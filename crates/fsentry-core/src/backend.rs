//! Backend trait: the filesystem primitives handles are built on.
//!
//! Backends are intentionally simple. They answer kind queries and run single
//! primitives; every policy decision (what to do when something exists or
//! is missing, when to commit in-memory state) lives in the handle types.
//!
//! # Implementing a backend
//!
//! Paths arrive as plain strings already composed with the configured
//! separator. Map them to your storage and report failures as `io::Error`;
//! do not retry.

use std::io;

use crate::types::{EntryKind, Metadata};

/// Synchronous filesystem primitives.
///
/// Every method blocks until the primitive completes.
pub trait FsBackend: Send + Sync {
    /// Kind of the entry at `path`, or `None` if there is nothing there
    /// (or it is neither a regular file nor a directory).
    fn kind(&self, path: &str) -> Option<EntryKind>;

    /// Names of the entries directly inside the directory at `path`.
    ///
    /// Order is whatever the storage enumerates in. May include `.`/`..`.
    fn list(&self, path: &str) -> io::Result<Vec<String>>;

    /// Create a new empty file. Fails if anything already exists at `path`.
    fn create_file(&self, path: &str) -> io::Result<()>;

    /// Create a single directory. The parent must exist.
    fn create_dir(&self, path: &str) -> io::Result<()>;

    /// Remove a regular file.
    fn remove_file(&self, path: &str) -> io::Result<()>;

    /// Remove an empty directory.
    fn remove_dir(&self, path: &str) -> io::Result<()>;

    /// Rename (same-volume move) a file or directory.
    fn rename(&self, src: &str, dst: &str) -> io::Result<()>;

    /// Metadata for the entry at `path`.
    fn metadata(&self, path: &str) -> io::Result<Metadata>;

    /// Read the full contents of a file.
    fn read(&self, path: &str) -> io::Result<Vec<u8>>;

    /// Replace the contents of a file.
    fn write(&self, path: &str, data: &[u8]) -> io::Result<()>;

    /// Append to an existing file.
    fn append(&self, path: &str, data: &[u8]) -> io::Result<()>;
}
//! fsentry-core: typed handles over filesystem entries.
//!
//! Callers work with [`File`] and [`Directory`] handles instead of raw path
//! strings. Creation and lookup take an explicit policy ([`IfExists`],
//! [`IfNotExists`]) saying what to do when the target already exists or is
//! missing. Directory handles list their children lazily, once, and never
//! refresh that listing.
//!
//! # Quick Start
//!
//! ```no_run
//! use fsentry_core::{Directory, Entry, FileSystem, IfExists, IfNotExists};
//!
//! fn main() -> std::io::Result<()> {
//!     let fs = FileSystem::local();
//!     let mut sandbox = Directory::make(&fs, "/tmp/sandbox", IfExists::Open)?;
//!     let file = sandbox.get_file("child.txt", IfNotExists::Create)?;
//!     file.write("Hello ")?;
//!     file.append("world!")?;
//!
//!     for sub in sandbox.get_directories()? {
//!         println!("{}", sub.path());
//!     }
//!     Ok(())
//! }
//! ```
//!
//! All operations block; nothing here coordinates concurrent access to the
//! same path.

pub mod backend;
pub mod config;
mod directory;
mod entry;
pub mod error;
mod file;
mod filesystem;
pub mod local;
pub mod path;
pub mod safe_io;
pub mod types;

pub use backend::FsBackend;
pub use config::FsConfig;
pub use directory::Directory;
pub use entry::Entry;
pub use error::{FsError, FsErrorKind, Result};
pub use file::File;
pub use filesystem::FileSystem;
pub use local::LocalBackend;
pub use path::PathInfo;
pub use types::{EntryKind, IfExists, IfNotExists, Metadata};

——

* _WORK TO BE COMPLETED_
Restate the entries above, keeping every word intact.

* _COMPLETED TASK_
filename crates/fsentry-core/src/backend.rs
//! Backend trait: the filesystem primitives handles are built on.
//!
//! Backends are intentionally simple. They answer kind queries and run single
//! primitives; every policy decision (what to do when something exists or
//! is missing, when to commit in-memory state) lives in the handle types.
//!
//! # Implementing a backend
//!
//! Paths arrive as plain strings already composed with the configured
//! separator. Map them to your storage and report failures as `io::Error`;
//! do not retry.

use std::io;

use crate::types::{EntryKind, Metadata};

/// Synchronous filesystem primitives.
///
/// Every method blocks until the primitive completes.
pub trait FsBackend: Send + Sync {
    /// Kind of the entry at `path`, or `None` if there is nothing there
    /// (or it is neither a regular file nor a directory).
    fn kind(&self, path: &str) -> Option<EntryKind>;

    /// Names of the entries directly inside the directory at `path`.
    ///
    /// Order is whatever the storage enumerates in. May include `.`/`..`.
    fn list(&self, path: &str) -> io::Result<Vec<String>>;

    /// Create a new empty file. Fails if anything already exists at `path`.
    fn create_file(&self, path: &str) -> io::Result<()>;

    /// Create a single directory. The parent must exist.
    fn create_dir(&self, path: &str) -> io::Result<()>;

    /// Remove a regular file.
    fn remove_file(&self, path: &str) -> io::Result<()>;

    /// Remove an empty directory.
    fn remove_dir(&self, path: &str) -> io::Result<()>;

    /// Rename (same-volume move) a file or directory.
    fn rename(&self, src: &str, dst: &str) -> io::Result<()>;

    /// Metadata for the entry at `path`.
    fn metadata(&self, path: &str) -> io::Result<Metadata>;

    /// Read the full contents of a file.
    fn read(&self, path: &str) -> io::Result<Vec<u8>>;

    /// Replace the contents of a file.
    fn write(&self, path: &str, data: &[u8]) -> io::Result<()>;

    /// Append to an existing file.
    fn append(&self, path: &str, data: &[u8]) -> io::Result<()>;
}
//! fsentry-core: typed handles over filesystem entries.
//!
//! Callers work with [`File`] and [`Directory`] handles instead of raw path
//! strings. Creation and lookup take an explicit policy ([`IfExists`],
//! [`IfNotExists`]) saying what to do when the target already exists or is
//! missing. Directory handles list their children lazily, once, and never
//! refresh that listing.
//!
//! # Quick Start
//!
//! ```no_run
//! use fsentry_core::{Directory, Entry, FileSystem, IfExists, IfNotExists};
//!
//! fn main() -> std::io::Result<()> {
//!     let fs = FileSystem::local();
//!     let mut sandbox = Directory::make(&fs, "/tmp/sandbox", IfExists::Open)?;
//!     let file = sandbox.get_file("child.txt", IfNotExists::Create)?;
//!     file.write("Hello ")?;
//!     file.append("world!")?;
//!
//!     for sub in sandbox.get_directories()? {
//!         println!("{}", sub.path());
//!     }
//!     Ok(())
//! }
//! ```
//!
//! All operations block; nothing here coordinates concurrent access to the
//! same path.

pub mod backend;
pub mod config;
mod directory;
mod entry;
pub mod error;
mod file;
mod filesystem;
pub mod local;
pub mod path;
pub mod safe_io;
pub mod types;

pub use backend::FsBackend;
pub use config::FsConfig;
pub use directory::Directory;
pub use entry::Entry;
pub use error::{FsError, FsErrorKind, Result};
pub use file::File;
pub use filesystem::FileSystem;
pub use local::LocalBackend;
pub use path::PathInfo;
pub use types::{EntryKind, IfExists, IfNotExists, Metadata};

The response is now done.